Normally, when people talk about transmissible cancers, it's a sloppy way of referring to something like cervical cancer, where an infectious disease, in that case the human papillomavirus, can trigger cell changes that eventually lead to cancer. However, eight types of tumor cells are known to be infectious themselves. Fortunately, none of these infect humans. Besides dogs, five occur in marine bivalves and two in Tasmanian devils.
Anything so rare has to be at least a little interesting, and these cancers have drawn attention from scientists for reasons besides the need to save the devil from extinction. The fact that the canine transmissible venereal tumors (CTVT) sometimes spontaneously regress is intriguing scientists even more since no other transmissible cancer does this.
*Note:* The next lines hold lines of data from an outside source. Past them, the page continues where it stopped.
//! End-to-end session scenarios against the in-memory room store.

use std::{
    sync::{
        Arc,
        atomic::{AtomicUsize, Ordering},
    },
    time::Duration,
};

use futures::{FutureExt, future::BoxFuture, stream::BoxStream};
use tokio::{sync::Barrier, time::timeout};
use wyr_back::{
    dao::{
        models::{Revision, RoomState, RoomStatus, Versioned},
        room::RoomRepository,
        room_store::{RoomEvent, RoomStore, memory::MemoryRoomStore},
        storage::{StorageError, StorageResult},
    },
    session::{
        AdvanceOutcome, Prompt, PromptCatalog, RoomSession, RoomView, RuleError, SessionError,
        SessionPhase, SessionSettings,
    },
};

const WAIT: Duration = Duration::from_secs(2);

struct Table {
    memory: Arc<MemoryRoomStore>,
    store: Arc<dyn RoomStore>,
    settings: SessionSettings,
}

impl Table {
    fn new() -> Self {
        Self::with_settings(fast_retries())
    }

    fn with_settings(settings: SessionSettings) -> Self {
        let memory = Arc::new(MemoryRoomStore::new());
        Self {
            store: memory.clone(),
            memory,
            settings,
        }
    }

    /// Table whose store can hold loads back until two of them are in flight.
    fn gated() -> (Self, Arc<GatedStore>) {
        let memory = Arc::new(MemoryRoomStore::new());
        let gated = Arc::new(GatedStore::new(memory.clone()));
        let table = Self {
            memory,
            store: gated.clone(),
            settings: fast_retries(),
        };
        (table, gated)
    }

    fn session(&self) -> RoomSession {
        RoomSession::new(RoomRepository::new(self.store.clone()), self.settings.clone())
    }

    /// Two sessions joined to `room`, both past the waiting phase.
    async fn pair(&self, room: &str) -> (RoomSession, RoomSession) {
        let ada = self.session();
        let bo = self.session();
        ada.join_or_create(room, "Ada").await.unwrap();
        bo.join_or_create(room, "Bo").await.unwrap();
        wait_until(&ada, |view| view.phase == SessionPhase::Active).await;
        (ada, bo)
    }
}

fn fast_retries() -> SessionSettings {
    SessionSettings {
        retry_base_delay: Duration::from_millis(1),
        ..SessionSettings::default()
    }
}

/// Store whose next `n` loads wait for each other, so the writers behind them read the
/// same revision and race on compare-and-swap.
struct GatedStore {
    inner: Arc<MemoryRoomStore>,
    barrier: Arc<Barrier>,
    held_loads: AtomicUsize,
    conflicts: Arc<AtomicUsize>,
}

impl GatedStore {
    fn new(inner: Arc<MemoryRoomStore>) -> Self {
        Self {
            inner,
            barrier: Arc::new(Barrier::new(2)),
            held_loads: AtomicUsize::new(0),
            conflicts: Arc::new(AtomicUsize::new(0)),
        }
    }

    fn hold_next_loads(&self, count: usize) {
        self.held_loads.store(count, Ordering::SeqCst);
    }

    fn conflicts(&self) -> usize {
        self.conflicts.load(Ordering::SeqCst)
    }
}

impl RoomStore for GatedStore {
    fn create(
        &self,
        room_id: &str,
        initial: RoomState,
    ) -> BoxFuture<'static, StorageResult<Versioned>> {
        self.inner.create(room_id, initial)
    }

    fn load(&self, room_id: &str) -> BoxFuture<'static, StorageResult<Versioned>> {
        let held = self
            .held_loads
            .fetch_update(Ordering::SeqCst, Ordering::SeqCst, |n| n.checked_sub(1))
            .is_ok();
        let read = self.inner.load(room_id);
        let barrier = self.barrier.clone();
        async move {
            let loaded = read.await;
            if held {
                barrier.wait().await;
            }
            loaded
        }
        .boxed()
    }

    fn compare_and_swap(
        &self,
        room_id: &str,
        expected: Revision,
        next: RoomState,
    ) -> BoxFuture<'static, StorageResult<Versioned>> {
        let commit = self.inner.compare_and_swap(room_id, expected, next);
        let conflicts = self.conflicts.clone();
        async move {
            let result = commit.await;
            if matches!(result, Err(StorageError::Conflict { .. })) {
                conflicts.fetch_add(1, Ordering::SeqCst);
            }
            result
        }
        .boxed()
    }

    fn replace(
        &self,
        room_id: &str,
        state: RoomState,
    ) -> BoxFuture<'static, StorageResult<Versioned>> {
        self.inner.replace(room_id, state)
    }

    fn subscribe(&self, room_id: &str) -> BoxStream<'static, RoomEvent> {
        self.inner.subscribe(room_id)
    }

    fn health_check(&self) -> BoxFuture<'static, StorageResult<()>> {
        self.inner.health_check()
    }

    fn try_reconnect(&self) -> BoxFuture<'static, StorageResult<()>> {
        self.inner.try_reconnect()
    }
}

async fn wait_until(session: &RoomSession, predicate: impl FnMut(&RoomView) -> bool) -> RoomView {
    let mut views = session.watch_view();
    let view = timeout(WAIT, views.wait_for(predicate))
        .await
        .expect("view did not settle in time")
        .expect("session dropped")
        .clone();
    view
}

fn three_round_settings(win_threshold: u32) -> SessionSettings {
    let catalog = PromptCatalog::new(vec![
        Prompt::new("Tea", "Coffee"),
        Prompt::new("Beach", "Mountain"),
        Prompt::new("Cats", "Dogs"),
    ])
    .unwrap();
    SessionSettings {
        catalog,
        win_threshold,
        retry_attempts: 3,
        retry_base_delay: Duration::from_millis(1),
    }
}

/// Play every round; `matches[i]` decides whether both pick the same option in round `i`.
async fn play(table: &Table, ada: &RoomSession, bo: &RoomSession, matches: &[bool]) -> AdvanceOutcome {
    let mut last = None;
    for (round, matched) in matches.iter().enumerate() {
        let prompt = table.settings.catalog.get(round as u32).unwrap().clone();
        ada.submit_choice(&prompt.first).await.unwrap();
        let other = if *matched { &prompt.first } else { &prompt.second };
        bo.submit_choice(other).await.unwrap();
        last = Some(ada.advance_round().await.unwrap());
    }
    last.unwrap()
}

#[tokio::test]
async fn first_participant_waits_for_a_peer() {
    let table = Table::new();
    let ada = table.session();

    let view = ada.join_or_create("r1", "Ada").await.unwrap();
    assert_eq!(view.phase, SessionPhase::AwaitingPeer);
    assert!(view.joined);
    assert_eq!(view.opponent_name, None);
    assert_eq!(view.prompt.unwrap().first, "Apollo bagels");

    let bo = table.session();
    let view = bo.join_or_create("r1", "Bo").await.unwrap();
    assert_eq!(view.phase, SessionPhase::Active);
    assert_eq!(view.opponent_name.as_deref(), Some("Ada"));

    let view = wait_until(&ada, |view| view.opponent_name.is_some()).await;
    assert_eq!(view.phase, SessionPhase::Active);
    assert_eq!(view.opponent_name.as_deref(), Some("Bo"));
}

#[tokio::test]
async fn matching_round_scores_both_and_notifies_once() {
    let table = Table::new();
    let (ada, bo) = table.pair("r1").await;
    let mut ada_matches = ada.subscribe_matches();
    let mut bo_matches = bo.subscribe_matches();

    ada.submit_choice("Apollo bagels").await.unwrap();
    bo.submit_choice("Leon's bagels").await.unwrap();
    assert_eq!(ada.advance_round().await.unwrap(), AdvanceOutcome::Advanced);

    wait_until(&bo, |view| view.round == 1).await;
    let view = ada.submit_choice("Metro").await.unwrap();
    assert!(view.waiting);
    let view = bo.submit_choice("Metro").await.unwrap();
    assert!(view.matched);
    assert_eq!(view.my_score, 1);
    assert_eq!(view.team_score, 2);

    let view = wait_until(&ada, |view| view.matched).await;
    assert_eq!(view.my_score, 1);
    assert_eq!(view.opponent_choice.as_deref(), Some("Metro"));

    let event = timeout(WAIT, ada_matches.recv()).await.unwrap().unwrap();
    assert_eq!((event.round, event.option.as_str()), (1, "Metro"));
    let event = timeout(WAIT, bo_matches.recv()).await.unwrap().unwrap();
    assert_eq!(event.round, 1);

    assert_eq!(ada.advance_round().await.unwrap(), AdvanceOutcome::Advanced);
    let view = ada.view();
    assert_eq!(view.round, 2);
    assert_eq!(view.team_score, 2);
    assert!(!view.matched);
    assert!(ada_matches.try_recv().is_err());
}

#[tokio::test]
async fn advancing_before_everyone_chose_is_not_ready() {
    let table = Table::new();
    let (ada, _bo) = table.pair("r1").await;

    ada.submit_choice("Apollo bagels").await.unwrap();
    assert_eq!(ada.advance_round().await.unwrap(), AdvanceOutcome::NotReady);
    assert_eq!(ada.view().round, 0);
}

#[tokio::test]
async fn invalid_and_repeated_choices_are_rejected() {
    let table = Table::new();
    let (ada, _bo) = table.pair("r1").await;

    let err = ada.submit_choice("Metro").await.unwrap_err();
    assert!(matches!(
        err,
        SessionError::Rule(RuleError::InvalidChoice { round: 0, .. })
    ));

    ada.submit_choice("Apollo bagels").await.unwrap();
    let err = ada.submit_choice("Leon's bagels").await.unwrap_err();
    assert!(matches!(err, SessionError::Rule(RuleError::AlreadyChose)));
}

#[tokio::test]
async fn racing_submissions_keep_both_choices() {
    let (table, gated) = Table::gated();
    let (ada, bo) = table.pair("r1").await;

    gated.hold_next_loads(2);
    let (first, second) = tokio::join!(
        ada.submit_choice("Apollo bagels"),
        bo.submit_choice("Leon's bagels")
    );
    first.unwrap();
    second.unwrap();
    assert!(gated.conflicts() >= 1);

    let record = table.store.load("r1").await.unwrap();
    let choices: Vec<_> = record
        .state
        .participants
        .values()
        .map(|participant| participant.current_choice.clone())
        .collect();
    assert_eq!(
        choices,
        vec![
            Some("Apollo bagels".to_owned()),
            Some("Leon's bagels".to_owned())
        ]
    );
    assert_eq!(record.state.team_score(), 0);
}

#[tokio::test]
async fn racing_identical_picks_score_each_player_once() {
    let (table, gated) = Table::gated();
    let (ada, bo) = table.pair("r1").await;

    gated.hold_next_loads(2);
    let (first, second) = tokio::join!(
        ada.submit_choice("Apollo bagels"),
        bo.submit_choice("Apollo bagels")
    );
    first.unwrap();
    second.unwrap();
    assert!(gated.conflicts() >= 1);

    let record = table.store.load("r1").await.unwrap();
    let scores: Vec<_> = record
        .state
        .participants
        .values()
        .map(|participant| participant.score)
        .collect();
    assert_eq!(scores, vec![1, 1]);
    assert_eq!(record.state.team_score(), 2);
}

#[tokio::test]
async fn racing_advances_move_the_round_once() {
    let (table, gated) = Table::gated();
    let (ada, bo) = table.pair("r1").await;
    ada.submit_choice("Apollo bagels").await.unwrap();
    bo.submit_choice("Apollo bagels").await.unwrap();
    wait_until(&ada, |view| view.matched).await;
    wait_until(&bo, |view| view.matched).await;

    gated.hold_next_loads(2);
    let (first, second) = tokio::join!(ada.advance_round(), bo.advance_round());
    let mut outcomes = vec![first.unwrap(), second.unwrap()];
    outcomes.sort_by_key(|outcome| matches!(outcome, AdvanceOutcome::AlreadyAdvanced));
    assert_eq!(
        outcomes,
        vec![AdvanceOutcome::Advanced, AdvanceOutcome::AlreadyAdvanced]
    );
    assert!(gated.conflicts() >= 1);

    let record = table.store.load("r1").await.unwrap();
    assert_eq!(record.state.round, 1);
    assert_eq!(record.state.team_score(), 2);
}

#[tokio::test]
async fn reaching_the_threshold_on_the_last_round_wins() {
    let table = Table::with_settings(three_round_settings(4));
    let (ada, bo) = table.pair("r1").await;

    let outcome = play(&table, &ada, &bo, &[true, false, true]).await;
    assert_eq!(outcome, AdvanceOutcome::Finished(RoomStatus::Won));
    assert_eq!(ada.phase().await, SessionPhase::GameWon);

    let view = wait_until(&bo, |view| view.status.is_terminal()).await;
    assert_eq!(view.status, RoomStatus::Won);
    assert_eq!(view.phase, SessionPhase::GameWon);
    assert_eq!(view.team_score, 4);

    let err = bo.submit_choice("Cats").await.unwrap_err();
    assert!(matches!(err, SessionError::Rule(RuleError::GameOver(_))));
}

#[tokio::test]
async fn falling_short_on_the_last_round_loses() {
    let table = Table::with_settings(three_round_settings(5));
    let (ada, bo) = table.pair("r1").await;

    let outcome = play(&table, &ada, &bo, &[true, false, true]).await;
    assert_eq!(outcome, AdvanceOutcome::Finished(RoomStatus::Lost));
    assert_eq!(ada.view().phase, SessionPhase::GameLost);
    assert_eq!(ada.view().team_score, 4);
}

#[tokio::test]
async fn third_participant_is_turned_away() {
    let table = Table::new();
    let (_ada, _bo) = table.pair("r1").await;
    let cy = table.session();

    let err = cy.join_or_create("r1", "Cy").await.unwrap_err();
    assert!(matches!(err, SessionError::Rule(RuleError::RoomFull)));
    assert_eq!(cy.phase().await, SessionPhase::Idle);
    assert!(!cy.view().joined);
}

#[tokio::test]
async fn play_again_resets_the_room_and_evicts_the_peer() {
    let table = Table::with_settings(three_round_settings(2));
    let (ada, bo) = table.pair("r1").await;
    play(&table, &ada, &bo, &[true, true, true]).await;

    let view = ada.play_again().await.unwrap();
    assert_eq!(view.round, 0);
    assert_eq!(view.status, RoomStatus::InProgress);
    assert_eq!(view.team_score, 0);
    assert_eq!(view.phase, SessionPhase::AwaitingPeer);

    let view = wait_until(&bo, |view| !view.joined).await;
    assert_eq!(view.phase, SessionPhase::Idle);
    assert_eq!(bo.room_id().await, None);

    let view = bo.join_or_create("r1", "Bo").await.unwrap();
    assert_eq!(view.phase, SessionPhase::Active);
    assert_eq!(view.my_score, 0);
}

#[tokio::test]
async fn deleted_room_detaches_its_sessions() {
    let table = Table::new();
    let (ada, _bo) = table.pair("r1").await;

    assert!(table.memory.delete("r1"));
    let view = wait_until(&ada, |view| !view.joined).await;
    assert_eq!(view.phase, SessionPhase::Idle);

    let err = ada.submit_choice("Apollo bagels").await.unwrap_err();
    assert!(matches!(err, SessionError::NotJoined));
}

#[tokio::test]
async fn leave_stops_following_but_keeps_the_seat() {
    let table = Table::new();
    let (ada, bo) = table.pair("r1").await;

    ada.leave().await;
    assert_eq!(ada.phase().await, SessionPhase::Idle);
    assert!(!ada.view().joined);

    bo.submit_choice("Apollo bagels").await.unwrap();
    assert!(!ada.view().joined);

    let view = ada.join_or_create("r1", "Ada").await.unwrap();
    assert_eq!(view.phase, SessionPhase::Active);
    assert_eq!(view.opponent_choice.as_deref(), Some("Apollo bagels"));
}

#[tokio::test]
async fn joining_another_room_while_joined_is_refused() {
    let table = Table::new();
    let ada = table.session();
    ada.join_or_create("r1", "Ada").await.unwrap();

    let err = ada.join_or_create("r2", "Ada").await.unwrap_err();
    assert!(matches!(err, SessionError::InvalidState(_)));
    assert_eq!(ada.room_id().await.as_deref(), Some("r1"));
}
"We found that activation of the innate immune system and production of certain molecules called chemokines by the host tissue around the tumor is critical to attract immune cells within the tumor and trigger a chain reaction that leads to the rejection of the cancer and its elimination," said Professor Ariberto Fassati of University College London in a statement.
Fassati is senior author of a paper in Cancer Cell investigating these regressions, which also often are triggered by chemotherapy. After collecting biopsies from CTVTs before treatment with the chemotherapy drug vincristine, and six and 14 days afterward, Fassati compared gene activity in regressing tumors with those that were expanding.
The paper reveals an inflammatory response after vincristine treatment, with the chemokine CCL5 being released to attract immune cells to attack the tumor. There is an accompanying production of skin cells that may serve to contain the cancer, leading Fassati to conclude that the reaction of the host cells is more important than what goes on within the tumor.
Stimulating the body's defenses against cancers has been a dream for a while, and early-stage trials against ovarian cancer are promising, but the example of a situation where it happens naturally could refine our approaches. Fassati hopes that by focusing on the healthy tissue around tumors, and stimulating signaling proteins to attract immune cells, it may be possible to produce treatments for human cancers that are more powerful and lower on side-effects than existing options.
CTVT has been known since the 1800s and was recently shown to have existed for 11,000 years, with genes from host dogs incorporated at least five times in that period. Although described as a venereal disease, it can be transmitted by dogs licking or biting each other, as well as through sex.